■ What is required ■
Pull each line containing "TypeScript" out of the listing below.
-- Opening Marker --
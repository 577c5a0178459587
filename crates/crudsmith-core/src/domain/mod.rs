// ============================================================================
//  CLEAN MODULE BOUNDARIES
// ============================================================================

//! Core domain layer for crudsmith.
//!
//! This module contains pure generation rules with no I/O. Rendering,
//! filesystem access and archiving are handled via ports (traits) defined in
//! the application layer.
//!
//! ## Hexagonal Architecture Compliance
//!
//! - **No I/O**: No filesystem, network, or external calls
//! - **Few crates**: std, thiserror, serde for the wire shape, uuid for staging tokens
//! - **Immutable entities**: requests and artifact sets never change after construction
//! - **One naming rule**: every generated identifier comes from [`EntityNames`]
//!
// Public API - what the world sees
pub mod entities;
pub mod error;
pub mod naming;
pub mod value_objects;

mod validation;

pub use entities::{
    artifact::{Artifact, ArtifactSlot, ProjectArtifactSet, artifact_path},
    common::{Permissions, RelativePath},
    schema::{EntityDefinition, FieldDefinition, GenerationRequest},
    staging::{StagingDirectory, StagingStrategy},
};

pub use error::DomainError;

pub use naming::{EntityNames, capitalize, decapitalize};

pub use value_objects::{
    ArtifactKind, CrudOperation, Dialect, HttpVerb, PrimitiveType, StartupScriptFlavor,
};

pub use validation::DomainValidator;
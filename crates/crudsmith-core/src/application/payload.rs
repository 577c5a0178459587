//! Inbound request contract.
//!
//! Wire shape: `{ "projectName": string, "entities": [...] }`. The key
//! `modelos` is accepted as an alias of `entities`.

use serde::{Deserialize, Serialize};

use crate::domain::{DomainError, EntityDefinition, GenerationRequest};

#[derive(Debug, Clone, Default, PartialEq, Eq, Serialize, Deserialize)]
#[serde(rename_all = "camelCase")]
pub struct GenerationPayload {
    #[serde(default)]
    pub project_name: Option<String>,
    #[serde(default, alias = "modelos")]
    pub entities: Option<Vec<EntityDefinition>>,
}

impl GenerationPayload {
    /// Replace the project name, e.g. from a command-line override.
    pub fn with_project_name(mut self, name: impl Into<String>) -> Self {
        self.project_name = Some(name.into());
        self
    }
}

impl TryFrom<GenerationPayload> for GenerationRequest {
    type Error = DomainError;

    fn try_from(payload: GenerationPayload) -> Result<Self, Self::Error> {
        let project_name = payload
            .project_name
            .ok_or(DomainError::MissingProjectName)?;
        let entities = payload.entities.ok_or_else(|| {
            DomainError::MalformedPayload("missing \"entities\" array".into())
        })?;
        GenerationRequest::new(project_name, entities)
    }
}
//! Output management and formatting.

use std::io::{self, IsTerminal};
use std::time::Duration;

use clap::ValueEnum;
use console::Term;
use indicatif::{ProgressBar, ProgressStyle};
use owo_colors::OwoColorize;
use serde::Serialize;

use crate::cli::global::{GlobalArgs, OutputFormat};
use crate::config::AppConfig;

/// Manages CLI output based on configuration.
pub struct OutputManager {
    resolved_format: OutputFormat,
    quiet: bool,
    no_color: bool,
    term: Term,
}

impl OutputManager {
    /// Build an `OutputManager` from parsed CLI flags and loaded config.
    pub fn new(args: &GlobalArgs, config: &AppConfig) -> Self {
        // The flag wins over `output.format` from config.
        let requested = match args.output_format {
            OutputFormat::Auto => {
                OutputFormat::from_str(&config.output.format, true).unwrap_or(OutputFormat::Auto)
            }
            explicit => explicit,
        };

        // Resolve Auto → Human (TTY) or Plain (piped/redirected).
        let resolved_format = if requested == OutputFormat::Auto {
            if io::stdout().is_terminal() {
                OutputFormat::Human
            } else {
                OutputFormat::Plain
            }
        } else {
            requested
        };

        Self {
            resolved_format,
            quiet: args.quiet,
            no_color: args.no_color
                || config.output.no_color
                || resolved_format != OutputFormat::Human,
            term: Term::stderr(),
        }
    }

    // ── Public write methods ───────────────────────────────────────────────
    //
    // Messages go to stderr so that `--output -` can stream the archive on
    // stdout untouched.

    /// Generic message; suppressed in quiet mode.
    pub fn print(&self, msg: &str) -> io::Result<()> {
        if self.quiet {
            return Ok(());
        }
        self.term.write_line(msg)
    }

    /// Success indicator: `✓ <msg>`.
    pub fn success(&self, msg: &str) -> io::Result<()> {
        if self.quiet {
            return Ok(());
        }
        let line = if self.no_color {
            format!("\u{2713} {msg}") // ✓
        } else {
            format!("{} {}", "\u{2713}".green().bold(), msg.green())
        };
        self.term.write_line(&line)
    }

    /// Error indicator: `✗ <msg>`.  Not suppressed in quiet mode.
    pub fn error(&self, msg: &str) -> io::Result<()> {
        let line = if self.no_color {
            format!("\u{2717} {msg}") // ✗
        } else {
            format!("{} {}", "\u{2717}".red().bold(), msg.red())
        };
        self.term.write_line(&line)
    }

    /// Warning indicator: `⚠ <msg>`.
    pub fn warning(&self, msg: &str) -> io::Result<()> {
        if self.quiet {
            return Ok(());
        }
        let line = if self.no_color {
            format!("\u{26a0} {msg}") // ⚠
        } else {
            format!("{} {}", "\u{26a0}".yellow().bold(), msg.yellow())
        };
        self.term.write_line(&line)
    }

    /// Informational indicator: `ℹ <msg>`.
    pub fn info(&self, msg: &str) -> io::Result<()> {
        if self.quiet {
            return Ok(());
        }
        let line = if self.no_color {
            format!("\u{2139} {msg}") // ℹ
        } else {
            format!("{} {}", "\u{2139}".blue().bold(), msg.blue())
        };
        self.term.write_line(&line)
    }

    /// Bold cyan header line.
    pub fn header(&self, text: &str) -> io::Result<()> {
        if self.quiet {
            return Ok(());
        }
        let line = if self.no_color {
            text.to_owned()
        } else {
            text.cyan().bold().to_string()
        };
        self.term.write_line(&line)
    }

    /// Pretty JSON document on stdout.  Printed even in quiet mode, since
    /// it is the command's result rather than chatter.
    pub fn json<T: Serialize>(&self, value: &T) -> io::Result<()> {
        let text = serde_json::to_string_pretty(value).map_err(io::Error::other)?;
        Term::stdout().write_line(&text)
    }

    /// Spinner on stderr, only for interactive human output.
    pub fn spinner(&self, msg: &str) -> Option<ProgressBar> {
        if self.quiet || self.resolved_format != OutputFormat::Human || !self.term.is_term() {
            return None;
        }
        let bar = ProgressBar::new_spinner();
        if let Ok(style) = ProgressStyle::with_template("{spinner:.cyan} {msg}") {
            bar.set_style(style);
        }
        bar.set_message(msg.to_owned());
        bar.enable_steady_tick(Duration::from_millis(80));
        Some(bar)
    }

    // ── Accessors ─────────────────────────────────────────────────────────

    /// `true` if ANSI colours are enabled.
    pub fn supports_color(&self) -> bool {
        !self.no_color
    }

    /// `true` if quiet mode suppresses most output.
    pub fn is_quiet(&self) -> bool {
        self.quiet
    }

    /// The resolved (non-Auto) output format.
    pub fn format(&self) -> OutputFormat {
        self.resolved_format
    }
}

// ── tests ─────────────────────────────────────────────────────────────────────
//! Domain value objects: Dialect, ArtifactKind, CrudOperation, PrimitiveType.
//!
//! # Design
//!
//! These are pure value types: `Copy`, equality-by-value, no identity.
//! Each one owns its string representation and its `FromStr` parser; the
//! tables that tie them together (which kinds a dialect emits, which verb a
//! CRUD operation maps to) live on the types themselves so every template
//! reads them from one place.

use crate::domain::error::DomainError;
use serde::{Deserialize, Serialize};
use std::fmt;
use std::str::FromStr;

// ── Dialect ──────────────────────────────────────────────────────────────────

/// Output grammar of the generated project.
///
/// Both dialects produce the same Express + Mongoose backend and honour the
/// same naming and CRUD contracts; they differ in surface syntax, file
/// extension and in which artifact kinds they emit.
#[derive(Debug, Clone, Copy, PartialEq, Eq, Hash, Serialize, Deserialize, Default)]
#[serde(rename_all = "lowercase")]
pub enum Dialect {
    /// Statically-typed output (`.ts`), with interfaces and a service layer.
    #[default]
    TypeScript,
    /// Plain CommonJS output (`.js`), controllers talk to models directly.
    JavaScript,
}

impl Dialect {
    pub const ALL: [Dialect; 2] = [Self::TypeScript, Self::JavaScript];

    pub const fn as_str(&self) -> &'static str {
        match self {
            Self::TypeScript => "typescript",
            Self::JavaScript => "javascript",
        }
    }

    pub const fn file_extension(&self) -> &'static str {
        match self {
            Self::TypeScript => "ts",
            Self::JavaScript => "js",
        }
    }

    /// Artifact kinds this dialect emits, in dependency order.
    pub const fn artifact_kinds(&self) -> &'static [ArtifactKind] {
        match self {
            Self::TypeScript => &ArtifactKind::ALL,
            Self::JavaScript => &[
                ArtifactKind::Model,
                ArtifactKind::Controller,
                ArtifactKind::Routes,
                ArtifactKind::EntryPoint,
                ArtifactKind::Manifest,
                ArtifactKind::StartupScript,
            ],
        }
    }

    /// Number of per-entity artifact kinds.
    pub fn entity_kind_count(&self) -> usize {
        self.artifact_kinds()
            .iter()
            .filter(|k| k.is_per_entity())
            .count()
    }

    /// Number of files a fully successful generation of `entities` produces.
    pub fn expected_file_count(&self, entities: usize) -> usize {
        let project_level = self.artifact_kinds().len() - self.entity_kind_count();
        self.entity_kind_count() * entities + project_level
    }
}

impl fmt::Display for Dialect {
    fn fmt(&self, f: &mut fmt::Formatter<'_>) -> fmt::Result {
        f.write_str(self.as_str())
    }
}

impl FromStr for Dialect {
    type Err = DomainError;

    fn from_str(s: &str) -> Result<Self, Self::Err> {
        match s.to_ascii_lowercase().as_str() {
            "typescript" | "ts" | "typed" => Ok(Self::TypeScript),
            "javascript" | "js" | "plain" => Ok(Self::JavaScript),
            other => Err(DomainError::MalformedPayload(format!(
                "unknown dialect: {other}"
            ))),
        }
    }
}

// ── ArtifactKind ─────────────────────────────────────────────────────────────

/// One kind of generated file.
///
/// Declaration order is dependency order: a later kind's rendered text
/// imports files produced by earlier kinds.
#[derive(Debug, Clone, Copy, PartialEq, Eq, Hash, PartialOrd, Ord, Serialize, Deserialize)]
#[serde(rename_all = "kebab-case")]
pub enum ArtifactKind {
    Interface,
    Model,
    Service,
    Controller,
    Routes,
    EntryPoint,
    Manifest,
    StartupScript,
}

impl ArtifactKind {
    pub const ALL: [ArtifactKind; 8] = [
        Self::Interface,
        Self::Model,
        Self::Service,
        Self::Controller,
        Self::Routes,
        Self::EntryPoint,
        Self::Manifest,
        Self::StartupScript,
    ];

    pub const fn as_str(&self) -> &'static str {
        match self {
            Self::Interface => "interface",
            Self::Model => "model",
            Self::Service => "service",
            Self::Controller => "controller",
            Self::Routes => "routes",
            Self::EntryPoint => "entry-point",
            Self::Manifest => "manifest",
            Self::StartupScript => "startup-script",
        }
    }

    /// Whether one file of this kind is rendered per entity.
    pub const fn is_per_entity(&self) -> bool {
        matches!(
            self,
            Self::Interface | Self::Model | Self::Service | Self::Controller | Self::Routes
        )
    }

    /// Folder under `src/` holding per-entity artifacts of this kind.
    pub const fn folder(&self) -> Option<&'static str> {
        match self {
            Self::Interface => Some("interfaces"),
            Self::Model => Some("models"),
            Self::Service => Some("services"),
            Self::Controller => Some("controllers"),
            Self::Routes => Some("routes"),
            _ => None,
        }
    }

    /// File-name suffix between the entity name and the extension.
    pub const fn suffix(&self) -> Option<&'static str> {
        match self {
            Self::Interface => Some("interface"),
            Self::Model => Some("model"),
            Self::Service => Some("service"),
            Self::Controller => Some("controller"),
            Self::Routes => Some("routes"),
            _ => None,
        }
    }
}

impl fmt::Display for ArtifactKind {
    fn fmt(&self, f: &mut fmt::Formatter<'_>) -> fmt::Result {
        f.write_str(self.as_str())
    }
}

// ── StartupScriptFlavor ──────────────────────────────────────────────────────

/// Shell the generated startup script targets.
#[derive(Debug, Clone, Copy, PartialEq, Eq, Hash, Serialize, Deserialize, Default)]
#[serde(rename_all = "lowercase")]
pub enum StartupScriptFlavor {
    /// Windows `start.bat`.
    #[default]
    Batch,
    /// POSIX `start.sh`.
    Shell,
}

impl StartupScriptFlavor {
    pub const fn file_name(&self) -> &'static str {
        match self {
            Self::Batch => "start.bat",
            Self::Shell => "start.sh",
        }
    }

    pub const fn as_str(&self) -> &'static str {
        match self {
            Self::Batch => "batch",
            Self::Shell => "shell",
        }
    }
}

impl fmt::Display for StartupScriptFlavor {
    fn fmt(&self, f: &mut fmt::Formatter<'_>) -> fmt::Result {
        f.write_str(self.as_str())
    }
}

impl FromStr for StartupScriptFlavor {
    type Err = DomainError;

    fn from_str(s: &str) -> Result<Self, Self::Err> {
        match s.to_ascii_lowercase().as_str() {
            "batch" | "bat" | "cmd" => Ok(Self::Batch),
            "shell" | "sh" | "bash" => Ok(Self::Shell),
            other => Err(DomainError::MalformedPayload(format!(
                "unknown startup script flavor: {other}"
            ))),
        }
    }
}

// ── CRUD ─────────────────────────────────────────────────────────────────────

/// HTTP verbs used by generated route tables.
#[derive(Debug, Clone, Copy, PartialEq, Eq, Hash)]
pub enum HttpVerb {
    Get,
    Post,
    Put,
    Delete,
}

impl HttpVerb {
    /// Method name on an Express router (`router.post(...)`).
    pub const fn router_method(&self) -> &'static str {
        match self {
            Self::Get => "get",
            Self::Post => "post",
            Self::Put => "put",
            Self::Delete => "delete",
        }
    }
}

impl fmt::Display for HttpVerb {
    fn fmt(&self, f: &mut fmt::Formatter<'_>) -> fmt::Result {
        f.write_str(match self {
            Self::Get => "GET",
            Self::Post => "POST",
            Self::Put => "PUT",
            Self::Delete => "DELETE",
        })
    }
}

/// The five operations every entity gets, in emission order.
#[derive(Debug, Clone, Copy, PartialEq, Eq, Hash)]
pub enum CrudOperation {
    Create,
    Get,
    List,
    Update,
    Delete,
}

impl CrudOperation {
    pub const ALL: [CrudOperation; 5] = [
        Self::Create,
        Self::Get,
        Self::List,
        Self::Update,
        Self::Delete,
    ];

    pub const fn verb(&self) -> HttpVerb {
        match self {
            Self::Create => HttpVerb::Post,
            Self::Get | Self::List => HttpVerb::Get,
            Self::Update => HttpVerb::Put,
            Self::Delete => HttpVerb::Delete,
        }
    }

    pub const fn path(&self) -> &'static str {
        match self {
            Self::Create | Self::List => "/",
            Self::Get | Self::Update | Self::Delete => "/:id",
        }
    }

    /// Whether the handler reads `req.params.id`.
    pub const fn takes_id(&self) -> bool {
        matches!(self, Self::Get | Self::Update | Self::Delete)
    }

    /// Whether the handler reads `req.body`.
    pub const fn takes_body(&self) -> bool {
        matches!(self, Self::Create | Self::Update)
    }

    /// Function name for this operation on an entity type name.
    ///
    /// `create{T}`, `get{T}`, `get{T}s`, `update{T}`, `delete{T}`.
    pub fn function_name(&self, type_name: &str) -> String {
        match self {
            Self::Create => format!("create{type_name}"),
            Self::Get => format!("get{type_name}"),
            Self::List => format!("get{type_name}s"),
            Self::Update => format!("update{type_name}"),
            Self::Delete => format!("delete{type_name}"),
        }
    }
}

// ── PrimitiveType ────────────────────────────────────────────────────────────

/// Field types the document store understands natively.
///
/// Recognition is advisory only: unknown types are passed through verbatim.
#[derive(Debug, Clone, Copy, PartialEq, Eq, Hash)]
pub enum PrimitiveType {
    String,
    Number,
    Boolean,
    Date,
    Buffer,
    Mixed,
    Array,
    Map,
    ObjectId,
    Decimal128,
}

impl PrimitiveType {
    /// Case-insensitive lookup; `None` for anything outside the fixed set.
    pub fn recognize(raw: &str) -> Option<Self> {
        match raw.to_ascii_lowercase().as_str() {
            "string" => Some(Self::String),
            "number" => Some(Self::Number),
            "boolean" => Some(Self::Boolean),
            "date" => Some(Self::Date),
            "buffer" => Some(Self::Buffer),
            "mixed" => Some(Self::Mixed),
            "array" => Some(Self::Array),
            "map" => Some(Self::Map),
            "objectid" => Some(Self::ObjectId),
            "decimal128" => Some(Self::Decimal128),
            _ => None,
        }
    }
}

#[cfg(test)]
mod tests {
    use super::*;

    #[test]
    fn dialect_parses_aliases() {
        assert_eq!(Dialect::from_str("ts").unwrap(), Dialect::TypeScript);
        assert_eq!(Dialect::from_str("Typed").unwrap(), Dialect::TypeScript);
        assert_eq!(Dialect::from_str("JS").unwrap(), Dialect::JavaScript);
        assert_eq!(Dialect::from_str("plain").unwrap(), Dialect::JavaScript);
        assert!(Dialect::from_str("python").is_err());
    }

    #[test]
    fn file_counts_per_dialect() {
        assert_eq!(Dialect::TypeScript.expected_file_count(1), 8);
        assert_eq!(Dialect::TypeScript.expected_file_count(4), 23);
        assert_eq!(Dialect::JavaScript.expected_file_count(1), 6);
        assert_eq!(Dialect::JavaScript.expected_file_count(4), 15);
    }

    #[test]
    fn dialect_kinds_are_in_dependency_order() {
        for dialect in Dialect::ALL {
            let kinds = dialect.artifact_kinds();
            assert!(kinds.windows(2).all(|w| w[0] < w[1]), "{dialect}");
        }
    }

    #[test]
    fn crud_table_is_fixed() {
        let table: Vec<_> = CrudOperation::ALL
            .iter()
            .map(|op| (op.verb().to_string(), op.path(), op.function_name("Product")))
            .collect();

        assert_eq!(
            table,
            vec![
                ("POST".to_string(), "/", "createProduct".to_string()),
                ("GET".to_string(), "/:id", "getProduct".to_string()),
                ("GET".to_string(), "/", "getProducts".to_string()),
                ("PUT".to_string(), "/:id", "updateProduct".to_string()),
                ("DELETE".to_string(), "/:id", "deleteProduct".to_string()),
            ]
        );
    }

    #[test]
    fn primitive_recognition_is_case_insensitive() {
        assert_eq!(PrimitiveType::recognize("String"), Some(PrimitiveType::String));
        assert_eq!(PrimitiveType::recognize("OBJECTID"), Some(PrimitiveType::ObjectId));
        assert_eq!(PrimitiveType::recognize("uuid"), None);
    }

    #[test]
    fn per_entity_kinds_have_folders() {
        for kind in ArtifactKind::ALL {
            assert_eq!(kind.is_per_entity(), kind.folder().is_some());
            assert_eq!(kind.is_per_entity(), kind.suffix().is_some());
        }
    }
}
-- Closing Marker --
■ Task solution ■
    TypeScript,
    pub const ALL: [Dialect; 2] = [Self::TypeScript, Self::JavaScript];
            Self::TypeScript => "typescript",
            Self::TypeScript => "ts",
            Self::TypeScript => &ArtifactKind::ALL,
            "typescript" | "ts" | "typed" => Ok(Self::TypeScript),
        assert_eq!(Dialect::from_str("ts").unwrap(), Dialect::TypeScript);
        assert_eq!(Dialect::from_str("Typed").unwrap(), Dialect::TypeScript);
        assert_eq!(Dialect::TypeScript.expected_file_count(1), 8);
        assert_eq!(Dialect::TypeScript.expected_file_count(4), 23);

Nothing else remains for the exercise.